Tropical Storm Danny churns through Atlantic
By Jim Loney
MIAMI (Reuters) - Tropical Storm Danny formed in the Atlantic Ocean east of the Bahamas on Wednesday and set a course that could take it near the northeastern U.S. states as a hurricane by the weekend.
The fourth tropical storm of the 2009 Atlantic hurricane season posed no foreseeable threat to the Gulf of Mexico oil patch and on its most likely track was expected to stay well out to sea for the next few days, according to the U.S. National Hurricane Center.
Danny's first approach to land was likely to come early Saturday, when it would be off the vulnerable coastal islands of North Carolina. By Saturday afternoon it was expected to be nearing the coast around Cape Cod, Massachusetts, as a Category 1 hurricane on the five-step Saffir-Simpson intensity scale.
U.S. President Barack Obama is vacationing at nearby Martha's Vineyard this week. Funeral services for Senator Edward Kennedy are scheduled for Saturday in Boston.
A small westward shift in the NHC forecast track could send it ashore in North Carolina. Forecasters say the average error in their forecast three days in advance is about 200 miles.

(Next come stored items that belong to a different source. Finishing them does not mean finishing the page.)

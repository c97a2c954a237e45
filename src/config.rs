//! Analysis configuration.
//!
//! Configuration is optional: every field has a default, and a YAML file
//! only needs the keys it overrides.
//!
//! ```yaml
//! module_path: example.com/app
//! include_test_files: false
//! excluded_paths:
//!   - "**/generated/**"
//! directive_prefixes:
//!   - "go:generate"
//! max_call_depth: 32
//! ```

use std::fs;
use std::path::Path;

use globset::{Glob, GlobSet, GlobSetBuilder};
use serde::{Deserialize, Serialize};

/// Directive lines removed from rendered comments by default.
pub const DEFAULT_DIRECTIVE_PREFIXES: &[&str] = &["go:generate", "go:build", "+build"];

/// Default bound on nested call and assignment chasing.
pub const DEFAULT_MAX_CALL_DEPTH: usize = 64;

/// Options for loading and analysing a program.
#[derive(Debug, Clone, Deserialize, Serialize, Default)]
pub struct Config {
    /// Import path of the loaded root directory. When absent it is derived
    /// from the nearest `go.mod`.
    #[serde(default)]
    pub module_path: Option<String>,
    /// Whether to load `_test.go` files (default: false).
    #[serde(default)]
    pub include_test_files: Option<bool>,
    /// Glob patterns for paths to skip while loading.
    #[serde(default)]
    pub excluded_paths: Vec<String>,
    /// Comment lines starting with one of these prefixes are dropped.
    #[serde(default)]
    pub directive_prefixes: Option<Vec<String>>,
    /// Maximum depth of call and assignment chasing during resolution.
    #[serde(default)]
    pub max_call_depth: Option<usize>,
}

impl Config {
    /// Parse a configuration from a YAML file.
    pub fn parse_file<P: AsRef<Path>>(path: P) -> anyhow::Result<Self> {
        let content = fs::read_to_string(path.as_ref())?;
        Self::parse_str(&content)
    }

    /// Parse a configuration from YAML text.
    pub fn parse_str(content: &str) -> anyhow::Result<Self> {
        let config: Config = serde_yaml::from_str(content)?;
        config.validate()?;
        Ok(config)
    }

    /// Check values that deserialize fine but make no sense.
    pub fn validate(&self) -> anyhow::Result<()> {
        if self.max_call_depth == Some(0) {
            anyhow::bail!("max_call_depth must be at least 1");
        }
        for pattern in &self.excluded_paths {
            Glob::new(pattern)
                .map_err(|e| anyhow::anyhow!("invalid excluded path {:?}: {}", pattern, e))?;
        }
        Ok(())
    }

    /// Returns whether to include test files (defaults to false).
    pub fn should_include_test_files(&self) -> bool {
        self.include_test_files.unwrap_or(false)
    }

    /// Returns the directive prefixes stripped from comments.
    pub fn directive_prefixes(&self) -> Vec<String> {
        match &self.directive_prefixes {
            Some(prefixes) => prefixes.clone(),
            None => DEFAULT_DIRECTIVE_PREFIXES.iter().map(|p| p.to_string()).collect(),
        }
    }

    /// Returns the resolution depth limit.
    pub fn max_call_depth(&self) -> usize {
        self.max_call_depth.unwrap_or(DEFAULT_MAX_CALL_DEPTH)
    }

    /// Compile `excluded_paths` into a matcher.
    pub fn exclusion_set(&self) -> Result<GlobSet, globset::Error> {
        let mut builder = GlobSetBuilder::new();
        for pattern in &self.excluded_paths {
            builder.add(Glob::new(pattern)?);
        }
        builder.build()
    }
}

#[cfg(test)]
mod tests {
    use super::*;

    #[test]
    fn test_defaults() {
        let config = Config::default();

        assert!(!config.should_include_test_files());
        assert_eq!(config.max_call_depth(), DEFAULT_MAX_CALL_DEPTH);
        assert_eq!(
            config.directive_prefixes(),
            vec!["go:generate", "go:build", "+build"]
        );
        assert!(config.exclusion_set().unwrap().is_empty());
    }

    #[test]
    fn test_parse_partial_yaml() {
        let config = Config::parse_str(
            r#"
module_path: example.com/app
excluded_paths:
  - "**/gen/**"
max_call_depth: 8
"#,
        )
        .unwrap();

        assert_eq!(config.module_path.as_deref(), Some("example.com/app"));
        assert_eq!(config.max_call_depth(), 8);
        assert!(config.exclusion_set().unwrap().is_match("pkg/gen/x.go"));
        assert!(!config.should_include_test_files());
    }

    #[test]
    fn test_rejects_zero_depth() {
        assert!(Config::parse_str("max_call_depth: 0\n").is_err());
    }

    #[test]
    fn test_rejects_bad_glob() {
        assert!(Config::parse_str("excluded_paths: [\"a/[\"]\n").is_err());
    }
}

"The forecast track is roughly parallel to the U.S. East Coast and any deviation from the track could make a large difference in what areas get impacted by Danny," the hurricane center said in a statement.
By early Sunday, Danny was expected to be near the U.S.-Canada border between Maine and New Brunswick.
CANADIAN PROVINCES LIKELY TARGET AGAIN Continued...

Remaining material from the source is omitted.